Appearance of hysteresis. Resonance curves of the first oscillator with amplitude $Q_1$ and fixed parameters ${\omega }_0^2=1$, $\zeta =0.1$, $\delta =1$. (a) Varying $\gamma$ and $\mathrm{\Omega }$ at fixed $F=0.1$. (b) Varying $F$ and $\mathrm{\Omega }$ at fixed $\gamma =0.1$.

Figure 2

Appearance of hysteresis. Resonance curves of the second oscillator with amplitude $Q_2$ and fixed parameters ${\omega }_0^2=1$, $\zeta =0.1$, $\delta =1$. (a) Varying $\gamma$ and $\mathrm{\Omega }$ at fixed $F=0.1$. (b) Varying $F$ and $\mathrm{\Omega }$ at fixed $\gamma =0.1$.

Figure 3

Beat response in the system's time series, and clusters of frequencies in Fourier space.

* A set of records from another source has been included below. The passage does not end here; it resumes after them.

//! # cts2-model
//!
//! Typed data model for CTS2 terminology catalogs.
//!
//! This crate provides:
//! - **Catalog records**: code system versions, entities, associations,
//!   value-set definitions and maps, all immutable once published
//! - **Query parameters**: the `(filtercomponent, matchvalue, matchalgorithm)`
//!   triple plus paging, parsed case-insensitively
//! - **Directories**: bounded listings with a completeness flag
//! - **Request parser**: a nom parser from logical paths to typed requests
//!
//! ## Usage
//!
//! ```rust
//! use cts2_model::{parse_request, FilterComponent, Resource};
//!
//! let request = parse_request(
//!     "/codesystemversions?matchvalue=thesaurus&filtercomponent=resourceSynopsis&format=json",
//! )
//! .unwrap();
//! assert_eq!(request.resource, Resource::CodeSystemVersions);
//! assert_eq!(request.params.filter.component, FilterComponent::ResourceSynopsis);
//! assert_eq!(request.params.filter.value.as_deref(), Some("thesaurus"));
//! ```
//!
//! ## Request Paths
//!
//! | Path | Resource |
//! |------|----------|
//! | `/service` | Service descriptor |
//! | `/codesystemversions` | Code system version directory |
//! | `/codesystem/{cs}/version/{v}` | Code system version |
//! | `/codesystem/{cs}/version/{v}/entities` | Entity directory of a version |
//! | `/codesystem/{cs}/version/{v}/entity/{ns}:{id}` | Entity description |
//! | `.../entity/{ns}:{id}/children\|subjectof\|targetof` | Graph views |
//! | `/entities` | Cross-code-system entity directory |
//! | `/valuesets`, `/valueset/{name}` | Value sets |
//! | `/valueset/{name}/definition/{digest}` | Value-set definition |
//! | `/valueset/{name}/definition/{digest}/resolution/{n}` | Historical resolution |
//! | `/resolvedvaluesets` | Resolved value sets |
//! | `/mapversions`, `/map/{name}`, `/map/{name}/versions` | Maps |
//! | `/map/{name}/version/{v}[/entries\|/entry/{id}]` | Map versions and entries |
//!
//! ## Feature Flags
//!
//! - `serde` - Enables `Serialize`/`Deserialize` on every model type

#![warn(missing_docs)]

pub mod catalog;
pub mod digest;
pub mod directory;
mod error;
pub mod query;
pub mod refs;
pub mod request;
pub mod service;

pub use catalog::{
    AssociatedEntities, Association, AssociationDirection, CodeSystemVersion, CurrentDefinition,
    DefinitionEntry, DefinitionSource, Designation, Entity, EntryState, MapCatalogEntry, MapEntry,
    MapVersion, ResourceState, SetOperator, Transitivity, ValueSetCatalogEntry,
    ValueSetDefinition,
};
pub use digest::definition_digest;
pub use directory::{
    CompleteDirectory, Directory, EntitySummary, ResolutionOf, ResolvedValueSetHeader,
    ResolvedValueSetSummary,
};
pub use error::{RequestError, RequestResult};
pub use query::{FilterComponent, MapRole, MatchAlgorithm, MatchFilter, MaxToReturn, QueryParams};
pub use refs::{
    CodeSystemVersionRef, EntityId, EntityRef, MapVersionRef, NameAndUri, ScopedEntityName,
};
pub use request::{parse_request, Cts2Request, GraphView, Resource};
pub use service::{FunctionalProfile, ServiceDescriptor, StructuralProfile, SupportedProfile};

Time series (left) and Fourier transform (right). Parameters: ${\omega }_0^2=1$, $\zeta =0.1$, $\delta =1$, $F=0.1$; initial conditions: $x_{1,2}\left(0\right)=0.3$, ${\dot{x}}_{1,2}\left(0\right)=0$. Frequencies: $\mathrm{\Omega }=1.97(\gamma =20),\mathrm{\Omega }=2(\gamma =30),\mathrm{\Omega }=2.1(\gamma =50,60)$ from top to bottom row. The line lin-log (see text) has been scaled by a 2 factor to emphasize the correspondence between slopes.

Figure 4

Multiple clusters of frequencies in Fourier space. Detailed Fourier spectrum of time series shown for $\gamma =30$ over a wider range of frequencies $\omega$ (c.f. Fig. 3). A main cluster of frequencies is identified for $\omega \sim 2$, and two secondary clusters as $\omega$ increases around $\omega \sim 6$ and $\omega \sim 10$. The amplitude of each cluster reduces about an order of magnitude as $\omega$ increases from cluster to cluster.

Figure 5

Approximation of beating NNMs. Theoretical time series (left) and Fourier transform (right) obtained from Eq. (11). Parameters: $\mathcal{N}=2$, $\nu =0.02$, $a=10$ in black and $\mathcal{N}=12$, $\nu =0.0125$, $a=8$ in red.

Figure 6

Quasiperiodic trajectories folded tori. 3D projections of the phase-space coordinates for the same parameters as the time series shown in Fig. 3 for $\gamma =30$, (a) including the velocity of the first oscillator (${\dot{x}}_1$), and (b) including the velocity of the second oscillator (${\dot{x}}_2$).

Figure 7

Poincaré section displaying closed curves. Poincaré map corresponding to results in Fig. 3 for $\gamma =30$. These self-intersecting patterns represent the folding of the tori in phase space.

Figure 8

Configuration space, 2D projection of any of the folded tori in Fig. 6. The strips correspond to Poincaré sections for the same variables taken with different initial points.

Figure 9

Theoretical resonance curves for both oscillators' amplitudes ($A_i$), comparing the NR (markers) and eigenvalue decomposition (solid line) methods. The first oscillator is on top. Parameters used: ${\omega }_0^2=1$, $\zeta =0.1$, $\delta =1$, $\gamma =20$ and $F=0.1$. The forward and backward labels refer to applying the NR method increasing and decreasing $\mathrm{\Omega }$ respectively.

Figure 10

Comparison between the numerical and theoretical resonance curves for both oscillators' scaled amplitudes $Q_i$. The first oscillator is on top. Parameters used: ${\omega }_0^2=1$, $\zeta =0.1$, $\delta =1$, $\gamma =30$ and $F=0.1$. The forward and backward labels refer to applying the RK4 method increasing and decreasing $\mathrm{\Omega }$ respectively.

Figure 11

Phase space ($x_1,{\dot{x}}_1$) of the first oscillator related to Fig. 3 in the main manuscript for $\gamma =30$.